- Born: 2 April 1926 Berlin, Germany
- Died: 1 August 2018 (aged 92) São Paulo, Brazil
- Known for: Painting

= Eleonore Koch =

Brazilian painter and sculptor

Eleonore Koch, also known as Lore Koch (April 2, 1926 – August 1, 2018), was a German-born Brazilian painter and sculptor. She was best known for paintings that evoke the memory of everyday objects, while also exploring the sensory nature of painting through a tension between color planes and line.

==Background==
Koch was born in Berlin, Germany, in 1926, the daughter of the Jewish psychoanalyst Adelheid Koch and attorney Ernst Koch; she had one sibling, an older sister, Esther. Fleeing persecution under the Nazi regime, her family emigrated to São Paulo, Brazil, in 1936.

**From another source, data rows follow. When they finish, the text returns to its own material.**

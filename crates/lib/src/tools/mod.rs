//! Supported target tools and where each keeps its configuration.
//!
//! Every tool is identified by a marker directory at the project root. Paths
//! and schemas here are fixed by the tools themselves.
//!
//! | Tool   | Marker     | Hooks document          | MCP document        |
//! |--------|------------|-------------------------|---------------------|
//! | claude | `.claude/` | `.claude/settings.json` | `.mcp.json`         |
//! | cursor | `.cursor/` | `.cursor/hooks.json`    | `.cursor/mcp.json`  |

use std::collections::BTreeSet;
use std::fmt;
use std::path::{Path, PathBuf};
use std::str::FromStr;

use serde::{Deserialize, Serialize};
use tracing::debug;

use crate::component::Category;
use crate::document::JsonDocument;
use crate::hooks::HookEvent;

/// How a tool lays out hook entries under an event.
#[derive(Debug, Clone, Copy, PartialEq, Eq)]
pub enum HookLayout {
  /// `[{ "matcher": m, "hooks": [{ "type": "command", "command": c }] }]`
  Grouped,
  /// `[{ "command": c, "matcher": m }]`, matcher omitted when it is `*`.
  Flat,
}

#[derive(Debug, Clone, Copy, PartialEq, Eq, PartialOrd, Ord, Hash, Serialize, Deserialize)]
#[serde(rename_all = "lowercase")]
pub enum Tool {
  Claude,
  Cursor,
}

impl Tool {
  pub const ALL: [Tool; 2] = [Tool::Claude, Tool::Cursor];

  pub fn as_str(self) -> &'static str {
    match self {
      Tool::Claude => "claude",
      Tool::Cursor => "cursor",
    }
  }

  /// Directory whose presence at the project root means the tool is in use.
  pub fn marker_dir(self) -> &'static str {
    match self {
      Tool::Claude => ".claude",
      Tool::Cursor => ".cursor",
    }
  }

  pub fn hook_layout(self) -> HookLayout {
    match self {
      Tool::Claude => HookLayout::Grouped,
      Tool::Cursor => HookLayout::Flat,
    }
  }

  /// Native name of a canonical event, or `None` if the tool has no such event.
  pub fn native_event(self, event: HookEvent) -> Option<&'static str> {
    match self {
      Tool::Claude => Some(match event {
        HookEvent::Stop => "Stop",
        HookEvent::PreToolUse => "PreToolUse",
        HookEvent::PostToolUse => "PostToolUse",
        HookEvent::Notification => "Notification",
        HookEvent::SubagentStop => "SubagentStop",
        HookEvent::SessionStart => "SessionStart",
        HookEvent::SessionEnd => "SessionEnd",
      }),
      Tool::Cursor => match event {
        HookEvent::Notification => None,
        other => Some(other.as_str()),
      },
    }
  }

  /// Document holding this tool's hooks.
  pub fn hooks_document(self, project_root: &Path) -> JsonDocument {
    match self {
      Tool::Claude => JsonDocument::new(project_root.join(".claude").join("settings.json"), "hooks"),
      Tool::Cursor => JsonDocument::new(project_root.join(".cursor").join("hooks.json"), "hooks")
        .with_seed("version", serde_json::json!(1)),
    }
  }

  /// Document holding this tool's MCP server registry.
  pub fn mcp_document(self, project_root: &Path) -> JsonDocument {
    match self {
      Tool::Claude => JsonDocument::new(project_root.join(".mcp.json"), "mcpServers"),
      Tool::Cursor => JsonDocument::new(project_root.join(".cursor").join("mcp.json"), "mcpServers"),
    }
  }

  /// Document owning entries of a JSON-entry category.
  pub fn document_for(self, project_root: &Path, category: Category) -> Option<JsonDocument> {
    match category {
      Category::Hook => Some(self.hooks_document(project_root)),
      Category::McpServer => Some(self.mcp_document(project_root)),
      Category::Skill | Category::Command | Category::Agent => None,
    }
  }

  /// Install location of a file-based descriptor.
  pub fn file_target(self, project_root: &Path, category: Category, name: &str) -> Option<PathBuf> {
    let base = project_root.join(self.marker_dir());
    match category {
      Category::Skill => Some(base.join("skills").join(name)),
      Category::Command => Some(base.join("commands").join(format!("{name}.md"))),
      Category::Agent => Some(base.join("agents").join(format!("{name}.md"))),
      Category::McpServer | Category::Hook => None,
    }
  }
}

impl fmt::Display for Tool {
  fn fmt(&self, f: &mut fmt::Formatter<'_>) -> fmt::Result {
    f.write_str(self.as_str())
  }
}

impl FromStr for Tool {
  type Err = String;

  fn from_str(s: &str) -> Result<Self, Self::Err> {
    match s.to_ascii_lowercase().as_str() {
      "claude" => Ok(Tool::Claude),
      "cursor" => Ok(Tool::Cursor),
      other => Err(format!("unknown tool: {other}")),
    }
  }
}

/// Tools whose marker directory exists under `project_root`.
pub fn detect_targets(project_root: &Path) -> BTreeSet<Tool> {
  let detected: BTreeSet<Tool> = Tool::ALL
    .into_iter()
    .filter(|tool| project_root.join(tool.marker_dir()).is_dir())
    .collect();
  debug!(root = %project_root.display(), tools = ?detected, "detected target tools");
  detected
}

At the age of 17 Koch began study at the Museu Nacional de Belas Artes, but was dissatisfied with her experience there, and left after a brief time. On the suggestion of her parents, she went on to learn bookbinding, and worked at several bookshops in the immigrant milieu. Interested in both painting and sculpture, she subsequently studied privately with the artists Yolanda Mohalyi, Elisabeth Nobiling, Samson Flexor, and, beginning in 1947, Bruno Giorgi. Beginning in 1949, she resided in Paris, and continued her studies under painter Árpád Szenes and sculptor Robert Coutin.

==Career==
Upon returning to São Paulo, in 1952, Koch worked as a set designer for the fledgling television station Tupi, and also found work at the University of São Paulo, as an assistant to the scientists Mário Schenberg and César Lattes. Through her acquaintance with the psychoanalyst, art collector and critic Theon Spanudis, she met the prominent modernist painter Alfredo Volpi, and from 1953 to 1956 pursued her art studies under him, shifting her focus during this period from sculpture to painting. Volpi greatly influenced her work, and she eventually came to be regarded as his only disciple.

After her submissions to the São Paulo International Biennial (Bienal Internacional de São Paulo) had been repeatedly rejected in the course of the 1950s. from 1959 to 1967 she had work accepted into four successive biennials.

In 1966 her career took a significant turn when, during a temporary stay in London, her work was accepted for an exhibition at the Mercury Gallery, and also drew the attention of the wealthy collector Alistair McAlpine, who became her sponsor for some years. As a result, Koch moved to London in 1968, and lived there for the following two decades. During this period she continued to develop and exhibit her art. Around 1976 she took a position as a Portuguese translator for Scotland Yard, and continued to work for the police for the next 13 years, enjoying the job for the many different stories it exposed her to.

In 1989, at the age of 63, Koch finally returned to Brazil, a life change that led to her reconnecting to landscapes and colors in her art.

Although until later years she remained little known to the general public, she achieved some recognition in artists' circles. She came to wider attention in 2013, when the publisher Cosac Naify brought out a book devoted to her work, Lore Koch, with text by art critic Paulo Venancio Filho.

==Death==
Koch died on August 1, 2018, in São Paulo.